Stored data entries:
..............................

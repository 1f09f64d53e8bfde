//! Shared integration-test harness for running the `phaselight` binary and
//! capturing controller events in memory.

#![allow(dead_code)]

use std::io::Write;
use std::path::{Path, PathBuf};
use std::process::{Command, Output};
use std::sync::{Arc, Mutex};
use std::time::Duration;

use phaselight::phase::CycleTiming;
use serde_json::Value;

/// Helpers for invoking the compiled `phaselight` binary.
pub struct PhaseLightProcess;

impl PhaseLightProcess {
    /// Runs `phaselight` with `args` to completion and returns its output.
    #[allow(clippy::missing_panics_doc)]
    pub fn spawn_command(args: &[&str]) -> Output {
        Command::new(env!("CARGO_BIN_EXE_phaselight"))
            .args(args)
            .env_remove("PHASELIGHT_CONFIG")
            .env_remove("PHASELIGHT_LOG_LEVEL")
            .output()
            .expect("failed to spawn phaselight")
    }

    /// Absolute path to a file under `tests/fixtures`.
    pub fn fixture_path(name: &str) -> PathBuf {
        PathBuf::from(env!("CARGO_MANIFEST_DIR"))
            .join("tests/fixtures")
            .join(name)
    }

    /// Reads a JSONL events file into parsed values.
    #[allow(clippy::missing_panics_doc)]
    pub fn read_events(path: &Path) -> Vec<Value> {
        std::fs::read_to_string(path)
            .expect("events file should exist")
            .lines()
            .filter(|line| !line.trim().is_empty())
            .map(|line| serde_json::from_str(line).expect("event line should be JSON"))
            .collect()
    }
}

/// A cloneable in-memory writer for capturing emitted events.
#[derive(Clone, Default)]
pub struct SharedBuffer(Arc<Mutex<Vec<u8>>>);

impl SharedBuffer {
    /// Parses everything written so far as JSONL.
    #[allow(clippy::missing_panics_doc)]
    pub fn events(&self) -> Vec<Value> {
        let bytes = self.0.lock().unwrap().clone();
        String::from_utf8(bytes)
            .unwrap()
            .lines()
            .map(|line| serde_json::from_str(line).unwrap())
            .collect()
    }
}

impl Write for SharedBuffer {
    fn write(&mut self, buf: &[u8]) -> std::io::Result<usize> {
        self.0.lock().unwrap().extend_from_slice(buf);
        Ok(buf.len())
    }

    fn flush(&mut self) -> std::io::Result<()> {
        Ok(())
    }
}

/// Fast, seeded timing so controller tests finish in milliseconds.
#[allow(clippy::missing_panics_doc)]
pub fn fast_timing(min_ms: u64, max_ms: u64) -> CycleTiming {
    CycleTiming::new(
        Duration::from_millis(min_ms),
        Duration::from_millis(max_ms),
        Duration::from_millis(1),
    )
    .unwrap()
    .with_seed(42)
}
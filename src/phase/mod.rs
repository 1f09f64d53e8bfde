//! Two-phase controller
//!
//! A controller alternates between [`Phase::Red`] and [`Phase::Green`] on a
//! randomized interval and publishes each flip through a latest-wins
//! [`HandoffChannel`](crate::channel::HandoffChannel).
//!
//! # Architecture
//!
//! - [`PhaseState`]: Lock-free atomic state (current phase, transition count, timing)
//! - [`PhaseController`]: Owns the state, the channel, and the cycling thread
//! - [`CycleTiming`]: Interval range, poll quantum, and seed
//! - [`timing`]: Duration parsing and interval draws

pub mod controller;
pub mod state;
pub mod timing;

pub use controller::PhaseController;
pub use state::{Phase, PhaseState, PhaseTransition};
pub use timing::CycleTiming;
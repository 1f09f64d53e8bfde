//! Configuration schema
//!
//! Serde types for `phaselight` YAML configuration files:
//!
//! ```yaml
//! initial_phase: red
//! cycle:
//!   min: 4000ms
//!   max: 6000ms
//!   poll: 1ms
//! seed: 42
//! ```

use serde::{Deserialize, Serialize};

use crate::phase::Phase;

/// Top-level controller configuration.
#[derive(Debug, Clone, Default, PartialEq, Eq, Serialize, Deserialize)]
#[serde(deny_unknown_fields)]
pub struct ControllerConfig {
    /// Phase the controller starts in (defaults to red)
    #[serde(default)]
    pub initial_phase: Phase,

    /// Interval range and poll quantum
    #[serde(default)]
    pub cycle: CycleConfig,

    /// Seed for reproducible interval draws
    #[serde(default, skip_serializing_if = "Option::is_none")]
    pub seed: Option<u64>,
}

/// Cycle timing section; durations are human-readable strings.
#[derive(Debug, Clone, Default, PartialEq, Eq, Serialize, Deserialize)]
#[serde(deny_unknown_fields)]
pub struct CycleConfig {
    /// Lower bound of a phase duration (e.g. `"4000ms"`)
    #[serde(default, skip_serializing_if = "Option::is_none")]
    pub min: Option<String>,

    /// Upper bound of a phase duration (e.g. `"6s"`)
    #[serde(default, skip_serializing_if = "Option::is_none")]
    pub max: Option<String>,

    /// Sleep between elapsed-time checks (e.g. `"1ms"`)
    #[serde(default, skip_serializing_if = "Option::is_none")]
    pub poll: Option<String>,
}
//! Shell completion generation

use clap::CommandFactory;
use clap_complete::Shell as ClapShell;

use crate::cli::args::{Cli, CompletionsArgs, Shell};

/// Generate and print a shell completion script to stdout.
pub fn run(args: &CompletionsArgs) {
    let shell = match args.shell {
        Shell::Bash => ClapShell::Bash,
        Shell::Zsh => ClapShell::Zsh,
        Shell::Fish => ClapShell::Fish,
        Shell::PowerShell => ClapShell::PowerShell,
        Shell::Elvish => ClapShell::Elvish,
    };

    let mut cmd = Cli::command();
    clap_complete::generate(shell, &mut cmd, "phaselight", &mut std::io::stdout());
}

..............................

▸ **Your assignment**: Given the records above, return exactly the lines starting at the line containing "pub struct PhaseLightProcess;" and ending at the line containing "line should be", including both.

▸ **Task response**:
pub struct PhaseLightProcess;

impl PhaseLightProcess {
    /// Runs `phaselight` with `args` to completion and returns its output.
    #[allow(clippy::missing_panics_doc)]
    pub fn spawn_command(args: &[&str]) -> Output {
        Command::new(env!("CARGO_BIN_EXE_phaselight"))
            .args(args)
            .env_remove("PHASELIGHT_CONFIG")
            .env_remove("PHASELIGHT_LOG_LEVEL")
            .output()
            .expect("failed to spawn phaselight")
    }

    /// Absolute path to a file under `tests/fixtures`.
    pub fn fixture_path(name: &str) -> PathBuf {
        PathBuf::from(env!("CARGO_MANIFEST_DIR"))
            .join("tests/fixtures")
            .join(name)
    }

    /// Reads a JSONL events file into parsed values.
    #[allow(clippy::missing_panics_doc)]
    pub fn read_events(path: &Path) -> Vec<Value> {
        std::fs::read_to_string(path)
            .expect("events file should exist")
            .lines()
            .filter(|line| !line.trim().is_empty())
            .map(|line| serde_json::from_str(line).expect("event line should be JSON"))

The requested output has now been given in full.